Market Drayton Festival Centre
Ian McKellan’s King Lear began by snipping wildly at a map of the British Isles with a pair of scissors. He gave the top of Scotland to one daughter, the side of Ireland to another, and kept all the rest to bestow on his most beloved Cordelia, “That future strife may be prevented now.” Moments later he’d banished her in a petulant rage and the strife was relentlessly upon us.
In a programme note, war correspondent Fergal Keane eloquently related this strife to our 21st century discontents, “when madmen lead the blind” and we are stumbling on a “great stage of fools.” But the crumbling state seemed hardly more than backdrop to the disintegrating individual. McKellan’s portrayal was one of the broken majesty of man. His stubbornness, vindictiveness, his flights of fancy both cruel and laughable, his fleeting self-awareness – they built to a powerfully moving account of the onset of dementia.
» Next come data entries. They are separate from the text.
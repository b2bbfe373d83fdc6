//! Transaction description categorization
//!
//! TF-IDF over unigrams and bigrams feeding a multinomial naive-Bayes
//! classifier, trained on a small bundled description/label set. Prediction
//! is deterministic for a fitted model; callers that cannot tolerate a
//! categorization failure substitute (Other, 0.5).

use std::collections::HashMap;
use std::path::Path;
use std::sync::OnceLock;

use regex::Regex;
use serde::{Deserialize, Serialize};

use crate::error::{Error, Result};
use crate::models::Category;

/// Vocabulary cap for the TF-IDF representation
const MAX_FEATURES: usize = 1000;

/// Lidstone smoothing for the naive-Bayes likelihoods
const NB_ALPHA: f64 = 0.1;

/// Bundled training set: synthetic description/label pairs
///
/// Seven categories carry examples; the classifier can only ever emit labels
/// it has seen here.
const TRAINING_SET: &[(&str, Category)] = &[
    // Food & Dining
    ("mcdonalds restaurant", Category::FoodDining),
    ("starbucks coffee", Category::FoodDining),
    ("pizza hut delivery", Category::FoodDining),
    ("grocery store walmart", Category::FoodDining),
    ("restaurant dinner", Category::FoodDining),
    // Shopping
    ("amazon purchase", Category::Shopping),
    ("target store", Category::Shopping),
    ("clothing store", Category::Shopping),
    ("online shopping", Category::Shopping),
    ("retail purchase", Category::Shopping),
    // Transportation
    ("uber ride", Category::Transportation),
    ("gas station fuel", Category::Transportation),
    ("parking fee", Category::Transportation),
    ("public transport", Category::Transportation),
    ("car maintenance", Category::Transportation),
    // Bills & Utilities
    ("electric bill", Category::BillsUtilities),
    ("internet service", Category::BillsUtilities),
    ("phone bill", Category::BillsUtilities),
    ("water utility", Category::BillsUtilities),
    ("rent payment", Category::BillsUtilities),
    // Entertainment
    ("netflix subscription", Category::Entertainment),
    ("movie theater", Category::Entertainment),
    ("spotify premium", Category::Entertainment),
    ("gaming purchase", Category::Entertainment),
    ("concert ticket", Category::Entertainment),
    // Healthcare
    ("pharmacy cvs", Category::Healthcare),
    ("doctor visit", Category::Healthcare),
    ("dental care", Category::Healthcare),
    ("hospital bill", Category::Healthcare),
    ("insurance premium", Category::Healthcare),
    // Income
    ("salary deposit", Category::Income),
    ("freelance payment", Category::Income),
    ("bonus payment", Category::Income),
    ("investment return", Category::Income),
    ("refund received", Category::Income),
];

fn punct_re() -> &'static Regex {
    static RE: OnceLock<Regex> = OnceLock::new();
    RE.get_or_init(|| Regex::new(r"[^\w\s]").expect("static regex"))
}

fn digits_re() -> &'static Regex {
    static RE: OnceLock<Regex> = OnceLock::new();
    RE.get_or_init(|| Regex::new(r"\d+").expect("static regex"))
}

/// Normalize a transaction description for tokenization
///
/// Lowercases, strips punctuation, collapses digit runs into a `num`
/// placeholder token, and squeezes whitespace.
pub fn normalize_description(text: &str) -> String {
    let lowered = text.to_lowercase();
    let no_punct = punct_re().replace_all(&lowered, " ");
    let no_digits = digits_re().replace_all(&no_punct, "num");
    no_digits.split_whitespace().collect::<Vec<_>>().join(" ")
}

/// Unigrams plus adjacent bigrams of a normalized description
fn terms_of(normalized: &str) -> Vec<String> {
    let tokens: Vec<&str> = normalized.split_whitespace().collect();
    let mut terms: Vec<String> = tokens.iter().map(|t| t.to_string()).collect();
    for pair in tokens.windows(2) {
        terms.push(format!("{} {}", pair[0], pair[1]));
    }
    terms
}

/// TF-IDF vectorizer with a bounded vocabulary
#[derive(Debug, Clone, Serialize, Deserialize)]
struct TfidfVectorizer {
    /// Term -> column index
    vocabulary: HashMap<String, usize>,
    /// Smoothed inverse document frequency per column
    idf: Vec<f64>,
}

impl TfidfVectorizer {
    fn fit(documents: &[String]) -> Self {
        let n_docs = documents.len();

        // Corpus term counts and document frequencies
        let mut corpus_counts: HashMap<String, usize> = HashMap::new();
        let mut doc_freq: HashMap<String, usize> = HashMap::new();
        for doc in documents {
            let terms = terms_of(doc);
            for term in &terms {
                *corpus_counts.entry(term.clone()).or_insert(0) += 1;
            }
            let mut seen: Vec<&String> = terms.iter().collect();
            seen.sort();
            seen.dedup();
            for term in seen {
                *doc_freq.entry(term.clone()).or_insert(0) += 1;
            }
        }

        // Keep the most frequent terms; ties broken lexicographically so the
        // fitted vocabulary is stable across runs
        let mut ranked: Vec<(String, usize)> = corpus_counts.into_iter().collect();
        ranked.sort_by(|a, b| b.1.cmp(&a.1).then_with(|| a.0.cmp(&b.0)));
        ranked.truncate(MAX_FEATURES);

        let mut kept: Vec<String> = ranked.into_iter().map(|(t, _)| t).collect();
        kept.sort();

        let mut vocabulary = HashMap::new();
        let mut idf = Vec::with_capacity(kept.len());
        for (j, term) in kept.into_iter().enumerate() {
            let df = doc_freq.get(&term).copied().unwrap_or(0);
            idf.push((((1 + n_docs) as f64) / ((1 + df) as f64)).ln() + 1.0);
            vocabulary.insert(term, j);
        }

        Self { vocabulary, idf }
    }

    /// L2-normalized tf-idf row for one normalized document
    fn transform(&self, normalized: &str) -> Vec<f64> {
        let mut row = vec![0.0; self.idf.len()];
        for term in terms_of(normalized) {
            if let Some(&j) = self.vocabulary.get(&term) {
                row[j] += 1.0;
            }
        }
        for (j, v) in row.iter_mut().enumerate() {
            *v *= self.idf[j];
        }
        let norm = row.iter().map(|v| v * v).sum::<f64>().sqrt();
        if norm > 0.0 {
            for v in &mut row {
                *v /= norm;
            }
        }
        row
    }
}

/// Multinomial naive Bayes over tf-idf rows
#[derive(Debug, Clone, Serialize, Deserialize)]
struct MultinomialNb {
    class_log_prior: Vec<f64>,
    /// Per class, per feature: log P(feature | class)
    feature_log_prob: Vec<Vec<f64>>,
}

impl MultinomialNb {
    fn fit(rows: &[Vec<f64>], labels: &[usize], n_classes: usize) -> Self {
        let n = rows.len();
        let width = rows[0].len();

        let mut class_counts = vec![0usize; n_classes];
        let mut feature_sums = vec![vec![0.0; width]; n_classes];
        for (row, &label) in rows.iter().zip(labels) {
            class_counts[label] += 1;
            for (j, v) in row.iter().enumerate() {
                feature_sums[label][j] += v;
            }
        }

        let class_log_prior = class_counts
            .iter()
            .map(|&c| ((c as f64).max(f64::MIN_POSITIVE) / n as f64).ln())
            .collect();

        let feature_log_prob = feature_sums
            .iter()
            .map(|sums| {
                let total: f64 = sums.iter().sum::<f64>() + NB_ALPHA * width as f64;
                sums.iter().map(|s| ((s + NB_ALPHA) / total).ln()).collect()
            })
            .collect();

        Self {
            class_log_prior,
            feature_log_prob,
        }
    }

    /// Normalized class posteriors for one row
    fn predict_proba(&self, row: &[f64]) -> Vec<f64> {
        let joint: Vec<f64> = self
            .class_log_prior
            .iter()
            .zip(&self.feature_log_prob)
            .map(|(prior, log_prob)| {
                prior
                    + row
                        .iter()
                        .zip(log_prob)
                        .map(|(x, lp)| x * lp)
                        .sum::<f64>()
            })
            .collect();

        let max = joint.iter().cloned().fold(f64::NEG_INFINITY, f64::max);
        let exp: Vec<f64> = joint.iter().map(|j| (j - max).exp()).collect();
        let total: f64 = exp.iter().sum();
        exp.into_iter().map(|e| e / total).collect()
    }
}

/// Fitted transaction categorizer
#[derive(Debug, Clone, Serialize, Deserialize)]
pub struct Categorizer {
    vectorizer: TfidfVectorizer,
    model: MultinomialNb,
    /// Class index -> category, in training order
    classes: Vec<Category>,
}

impl Categorizer {
    /// Train on the bundled synthetic description/label set
    pub fn train() -> Result<Self> {
        Self::train_on(TRAINING_SET)
    }

    fn train_on(examples: &[(&str, Category)]) -> Result<Self> {
        if examples.is_empty() {
            return Err(Error::Training("empty categorizer training set".into()));
        }

        // Stable class ordering: first appearance in the training data
        let mut classes: Vec<Category> = Vec::new();
        for (_, cat) in examples {
            if !classes.contains(cat) {
                classes.push(*cat);
            }
        }

        let documents: Vec<String> = examples
            .iter()
            .map(|(desc, _)| normalize_description(desc))
            .collect();
        let labels: Vec<usize> = examples
            .iter()
            .map(|(_, cat)| classes.iter().position(|c| c == cat).unwrap())
            .collect();

        let vectorizer = TfidfVectorizer::fit(&documents);
        let rows: Vec<Vec<f64>> = documents.iter().map(|d| vectorizer.transform(d)).collect();
        let model = MultinomialNb::fit(&rows, &labels, classes.len());

        Ok(Self {
            vectorizer,
            model,
            classes,
        })
    }

    /// Predict a category and confidence for a raw description
    pub fn predict(&self, description: &str) -> Result<(Category, f64)> {
        let normalized = normalize_description(description);
        if normalized.is_empty() {
            return Err(Error::InvalidData(
                "description is empty after normalization".into(),
            ));
        }

        let row = self.vectorizer.transform(&normalized);
        let proba = self.model.predict_proba(&row);
        let (best, confidence) = proba
            .iter()
            .enumerate()
            .max_by(|a, b| a.1.partial_cmp(b.1).unwrap_or(std::cmp::Ordering::Equal))
            .ok_or_else(|| Error::Training("no classes in fitted model".into()))?;

        Ok((self.classes[best], *confidence))
    }

    /// Save the fitted model to a JSON file
    pub fn save(&self, path: &Path) -> Result<()> {
        let file = std::fs::File::create(path)?;
        serde_json::to_writer(file, self)?;
        Ok(())
    }

    /// Load a previously saved model
    pub fn load(path: &Path) -> Result<Self> {
        let file = std::fs::File::open(path)?;
        Ok(serde_json::from_reader(file)?)
    }
}

#[cfg(test)]
mod tests {
    use super::*;

    #[test]
    fn normalization_strips_punct_and_digits() {
        assert_eq!(
            normalize_description("STARBUCKS #1234, Coffee!"),
            "starbucks num coffee"
        );
        assert_eq!(normalize_description("   "), "");
    }

    #[test]
    fn starbucks_is_food_and_dining() {
        let model = Categorizer::train().unwrap();
        let (category, confidence) = model.predict("starbucks coffee").unwrap();
        assert_eq!(category, Category::FoodDining);
        assert!(confidence > 0.5, "confidence {}", confidence);
    }

    #[test]
    fn prediction_is_deterministic_and_bounded() {
        let model = Categorizer::train().unwrap();
        let (cat_a, conf_a) = model.predict("uber ride to the airport").unwrap();
        let (cat_b, conf_b) = model.predict("uber ride to the airport").unwrap();
        assert_eq!(cat_a, cat_b);
        assert_eq!(conf_a, conf_b);
        assert!((0.0..=1.0).contains(&conf_a));
    }

    #[test]
    fn unseen_tokens_still_produce_a_label() {
        let model = Categorizer::train().unwrap();
        let (category, confidence) = model.predict("zzzzqqq xyzzy").unwrap();
        assert!(model.classes.contains(&category));
        assert!((0.0..=1.0).contains(&confidence));
    }

    #[test]
    fn empty_description_is_an_error() {
        let model = Categorizer::train().unwrap();
        assert!(model.predict("!!!").is_err());
    }

    #[test]
    fn save_load_round_trip() {
        let model = Categorizer::train().unwrap();
        let dir = tempfile::tempdir().unwrap();
        let path = dir.path().join("categorizer.json");

        model.save(&path).unwrap();
        let loaded = Categorizer::load(&path).unwrap();

        assert_eq!(
            model.predict("netflix subscription").unwrap(),
            loaded.predict("netflix subscription").unwrap()
        );
    }
}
Intimacy with his audience was key to this. We last saw King Lear locally at the New Vic, where Northern Broadsides’ Barry Rutter tempered his usual declamatory style to match the intimacy of the theatre-in-the-round. McKellan took it to a new level. When the dying Lear says ‘Undo this button’, he told us in the introduction, he wanted the audience to be able to see the button. More to the point, in this superb production streamed live from the Duke of York’s theatre, we could see every mischievous twinkle in McKellan’s eye, every drawn line of agony on his face.
The parallel story of Gloucester and his sons and the scheming ambition of Lear’s older daughters were by no means eclipsed by McKellan’s performance. James Corrigan played Gloucester’s son Edmund like Machiavelli on steroids. And Kirsty Bushell gave us a sadistic, sexed-up Regan who thrilled to the blinding of Gloucester at the end of the first half. I’ve never seen this portrayed so horrendously. I suspect ice cream sales during the Festival Centre’s interval were well down.
Returning for the second half, we were rewarded with scene after scene in which our compassion for Lear deepened. We heard him bemoan the loss of his fool, saw him hooked up to a drip in a hospital bed. And then in his final scene, with his dead Cordelia in his arms, we had a moment of quiet lucidity that was utterly heart-wrenching.
At 79, McKellan has said this will be his final Shakespearean role, and I felt privileged to see it up close on the Festival Centre’s big screen. Part of the National Theatre Live programme, we’ll have a chance to enjoy their production of Alan Bennett’s new play Allelujah on 1 November and The Madness of King George in December.